There has always been something comical about the Palace of Westminster: the strange character called "Black Rod" who is basically a glorified usher, the back-and-forth arguments between the two party leaders at Question Time twice a week, the faux bonhomie between adversaries who despise each other. And just like a traditional Whitehall farce, politicians in the past few years have been caught in the wrong bedrooms with their trousers down or red-handed with obscene expenses claims. But rather than being amusing, it is now getting ludicrous. First, let's dispel a myth about the election. Many commentators have been saying that the people have spoken and voted for a hung parliament. Utter nonsense. Few Britons are happy about the outcome. The Sun newspaper may have joked the day after the election that there was a squatter in Number 10 - "Man, 59, refusing to leave Downing Street" - but nobody wanted that and few are laughing. It's ironic that in an election that was supposed to be all about change, nothing has happened. It is almost a reversal of the line from Guiseppe di Lampedusa's literary classic The Leopard: "If we want things to stay as they are, things will have to change."
What we can see quite clearly is that the north-south divide is greater than ever. Except for a handful of red constituencies in inner London and a few isolated enclaves including Oxford East, Southampton West, Exeter, Slough and Luton, the south of England is as blue as Chelsea Football Club. The affluent south-east is the same colour save for Lewes, which again voted in a popular local Liberal Democrat. The west midlands and the north-west and north-east remain Labour strongholds. Even Brown, who on a visit to the north-east called a harmless pensioner a "bigoted woman", was unable to deter them from ticking his box. It appears that Labour supporters north of Stratford-upon-Avon would vote for a donkey if it were wearing a red rosette. Scotland and Wales are equally committed to the Labour cause, except for the Scottish Nationalists.

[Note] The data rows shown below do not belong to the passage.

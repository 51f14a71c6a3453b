//! # Dashboard Command
//!
//! ```text
//! ┌─────────────────────────────────────────────────────────────────────────┐
//! │  To collect    ₹4500.00        Today's sales   ₹1200.00                 │
//! │  Pending orders 3                                                       │
//! │                                                                         │
//! │  Top dues        Ramesh ₹2500.00, Sita ₹900.00                          │
//! │  Low stock       Salt (1), Tea (3)                                      │
//! │  Next orders     #41 ₹250.00, #42 ₹80.00                                │
//! │                                                                         │
//! │  2024-04  ₹18000.00                                                     │
//! │  2024-05  ₹21000.00                                                     │
//! └─────────────────────────────────────────────────────────────────────────┘
//! ```

use chrono::Local;

use khatha_client::workflow::load_dashboard;
use khatha_core::dashboard::DashboardSummary;

use crate::commands::{retailer_api, Reply};
use crate::error::CommandResult;
use crate::state::AppState;

pub async fn run(state: &AppState) -> CommandResult<Reply> {
    let (api, _) = retailer_api(state).await?;
    let summary = load_dashboard(&api, Local::now().date_naive()).await?;
    Reply::new(render(&summary), &summary)
}

fn or_none(items: Vec<String>) -> String {
    if items.is_empty() {
        "none".to_string()
    } else {
        items.join(", ")
    }
}

fn render(d: &DashboardSummary) -> String {
    let debtors = d
        .top_debtors
        .iter()
        .map(|c| format!("{} {}", c.name, c.due_amount))
        .collect();
    let stock = d
        .lowest_stock
        .iter()
        .map(|p| format!("{} ({})", p.name, p.quantity))
        .collect();
    let orders = d
        .next_pending_orders
        .iter()
        .map(|o| format!("#{} {}", o.id, o.total_amount))
        .collect();

    let mut out = vec![
        format!("To collect      {}", d.total_due),
        format!("Today's sales   {}", d.todays_sales),
        format!("Pending orders  {}", d.pending_orders),
        String::new(),
        format!("Top dues        {}", or_none(debtors)),
        format!("Low stock       {}", or_none(stock)),
        format!("Next orders     {}", or_none(orders)),
    ];
    if !d.monthly_billing.is_empty() {
        out.push(String::new());
        for m in &d.monthly_billing {
            out.push(format!("{}-{:02}  {}", m.year, m.month, m.amount));
        }
    }
    out.join("\n")
}

#[cfg(test)]
mod tests {
    use super::*;
    use khatha_core::dashboard::MonthlyTotal;
    use khatha_core::Money;

    #[test]
    fn test_empty_shop() {
        let summary = DashboardSummary {
            total_due: Money::zero(),
            todays_sales: Money::zero(),
            pending_orders: 0,
            top_debtors: vec![],
            lowest_stock: vec![],
            next_pending_orders: vec![],
            monthly_billing: vec![],
        };
        let text = render(&summary);
        assert!(text.contains("Top dues        none"));
        assert!(text.ends_with("Next orders     none"));
    }

    #[test]
    fn test_monthly_lines() {
        let summary = DashboardSummary {
            total_due: Money::from_rupees(450),
            todays_sales: Money::from_rupees(120),
            pending_orders: 1,
            top_debtors: vec![],
            lowest_stock: vec![],
            next_pending_orders: vec![],
            monthly_billing: vec![MonthlyTotal {
                year: 2024,
                month: 5,
                amount: Money::from_rupees(21000),
            }],
        };
        let text = render(&summary);
        assert!(text.starts_with("To collect      ₹450.00"));
        assert!(text.ends_with("2024-05  ₹21000.00"));
    }
}
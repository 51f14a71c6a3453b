//! In-process fake of the Khatha backend.
//!
//! Every request is recorded; replies are scripted per `(method, path)`.
//! A scripted queue plays its replies in order and repeats the last one.

#![allow(dead_code)]

use std::collections::{HashMap, VecDeque};
use std::sync::{Arc, Mutex};

use axum::body::Bytes;
use axum::extract::State;
use axum::http::{HeaderMap, Method, StatusCode, Uri};
use axum::response::{IntoResponse, Response};
use axum::Router;
use serde_json::Value;

use khatha_client::config::ClientConfig;
use khatha_client::{HttpClient, KhathaApi};

#[derive(Debug, Clone)]
pub struct Recorded {
    pub method: String,
    pub path: String,
    pub query: Option<String>,
    pub retailer_header: Option<String>,
    pub authorization: Option<String>,
    pub content_type: Option<String>,
    pub body: Bytes,
}

impl Recorded {
    pub fn json(&self) -> Value {
        serde_json::from_slice(&self.body).unwrap_or(Value::Null)
    }

    pub fn body_text(&self) -> String {
        String::from_utf8_lossy(&self.body).into_owned()
    }
}

#[derive(Default)]
struct Inner {
    replies: HashMap<(String, String), VecDeque<(u16, String)>>,
    requests: Vec<Recorded>,
}

type Shared = Arc<Mutex<Inner>>;

pub struct FakeBackend {
    pub base_url: String,
    inner: Shared,
}

impl FakeBackend {
    pub async fn start() -> Self {
        let inner: Shared = Arc::new(Mutex::new(Inner::default()));
        let app = Router::new().fallback(handle).with_state(inner.clone());

        let listener = tokio::net::TcpListener::bind("127.0.0.1:0").await.unwrap();
        let addr = listener.local_addr().unwrap();
        tokio::spawn(async move {
            axum::serve(listener, app).await.ok();
        });

        FakeBackend {
            base_url: format!("http://{}/api", addr),
            inner,
        }
    }

    /// Queues a reply for `method path` (path without the `/api` prefix).
    pub fn respond(&self, method: &str, path: &str, status: u16, body: impl Into<String>) {
        self.inner
            .lock()
            .unwrap()
            .replies
            .entry((method.to_string(), path.to_string()))
            .or_default()
            .push_back((status, body.into()));
    }

    pub fn respond_json(&self, method: &str, path: &str, status: u16, body: Value) {
        self.respond(method, path, status, body.to_string());
    }

    pub fn requests(&self) -> Vec<Recorded> {
        self.inner.lock().unwrap().requests.clone()
    }

    pub fn requests_to(&self, method: &str, path: &str) -> Vec<Recorded> {
        self.requests()
            .into_iter()
            .filter(|r| r.method == method && r.path == path)
            .collect()
    }

    pub fn config(&self) -> ClientConfig {
        let mut config = ClientConfig::default();
        config.api.base_url = self.base_url.clone();
        config
    }

    /// API client logged in as `retailer`.
    pub fn api(&self, retailer: Option<i64>) -> KhathaApi {
        self.api_with(self.config(), retailer)
    }

    pub fn api_with(&self, config: ClientConfig, retailer: Option<i64>) -> KhathaApi {
        let http = HttpClient::new(&config)
            .unwrap()
            .with_base_url(self.base_url.clone())
            .with_auth_token(Some("test-token".into()))
            .with_retailer(retailer);
        KhathaApi::new(http)
    }
}

async fn handle(
    State(inner): State<Shared>,
    method: Method,
    uri: Uri,
    headers: HeaderMap,
    body: Bytes,
) -> Response {
    let path = uri.path().strip_prefix("/api").unwrap_or(uri.path()).to_string();
    let header = |name: &str| {
        headers
            .get(name)
            .and_then(|v| v.to_str().ok())
            .map(str::to_string)
    };

    let mut inner = inner.lock().unwrap();
    inner.requests.push(Recorded {
        method: method.to_string(),
        path: path.clone(),
        query: uri.query().map(str::to_string),
        retailer_header: header("x-retailer-id"),
        authorization: header("authorization"),
        content_type: header("content-type"),
        body,
    });

    let key = (method.to_string(), path);
    let reply = match inner.replies.get_mut(&key) {
        Some(queue) if queue.len() > 1 => queue.pop_front(),
        Some(queue) => queue.front().cloned(),
        None => None,
    };

    match reply {
        Some((status, body)) => {
            let status = StatusCode::from_u16(status).unwrap_or(StatusCode::INTERNAL_SERVER_ERROR);
            (status, body).into_response()
        }
        None => (StatusCode::NOT_FOUND, format!("No route for {} {}", key.0, key.1)).into_response(),
    }
}

// =============================================================================
// Fixtures
// =============================================================================

pub fn product_json(id: i64, name: &str, barcode: &str, price: f64, stock: i64) -> Value {
    serde_json::json!({
        "id": id,
        "name": name,
        "barcode": barcode,
        "price": price,
        "quantity": stock,
        "productType": "UNIT",
        "retailerId": 7
    })
}

pub fn customer_json(id: i64, name: &str, points: u32, due: f64) -> Value {
    serde_json::json!({
        "id": id,
        "name": name,
        "phone": "9876543210",
        "loyaltyPoints": points,
        "dueAmount": due
    })
}

pub fn bill_json(id: i64, kind: &str, amount: f64, paid: f64, items: &str) -> Value {
    serde_json::json!({
        "id": id,
        "billNumber": format!("B-{}", id),
        "type": kind,
        "amount": amount,
        "paidAmount": paid,
        "dueAmount": amount - paid,
        "items": items,
        "status": if paid >= amount { "PAID" } else if paid > 0.0 { "PARTIAL" } else { "DUE" },
        "billDate": "2024-05-10T10:00:00"
    })
}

The Tories, who once had good support north of the border, now have only the Scottish county of Dumfriesshire to their name.
While the two public schoolboys, Mr Cameron and Mr Clegg, are pretending they have much in common, the reality is that besides their expensive educations, they are miles apart. Mr Clegg's gang wants to join the euro, forge closer links with Europe, grant an amnesty to all illegal immigrants who have managed to elude capture for the past 10 years, and scrap the country's nuclear deterrent. Mr Cameron's cronies would impale themselves before they abandoned the queen's head on their currency, want nothing much to do with Europe, think illegal immigrants should be deported, and would go ballistic if forced to give up the Trident missile programme. Mr Cameron might be better off doing a deal with the Scottish Nationalists, led by Alex Salmond, and offer them instead of electoral reform - the carrot that Liberal Democrats are hanging on for - a referendum on secession from the union. Without Scotland, the Tories could carry England, Wales and Northern Ireland. In the process Mr Cameron would settle the West Lothian question once and for all - the curious position whereby Scots have their own assembly, while England does not. A Scot gets a vote on English issues and not vice versa.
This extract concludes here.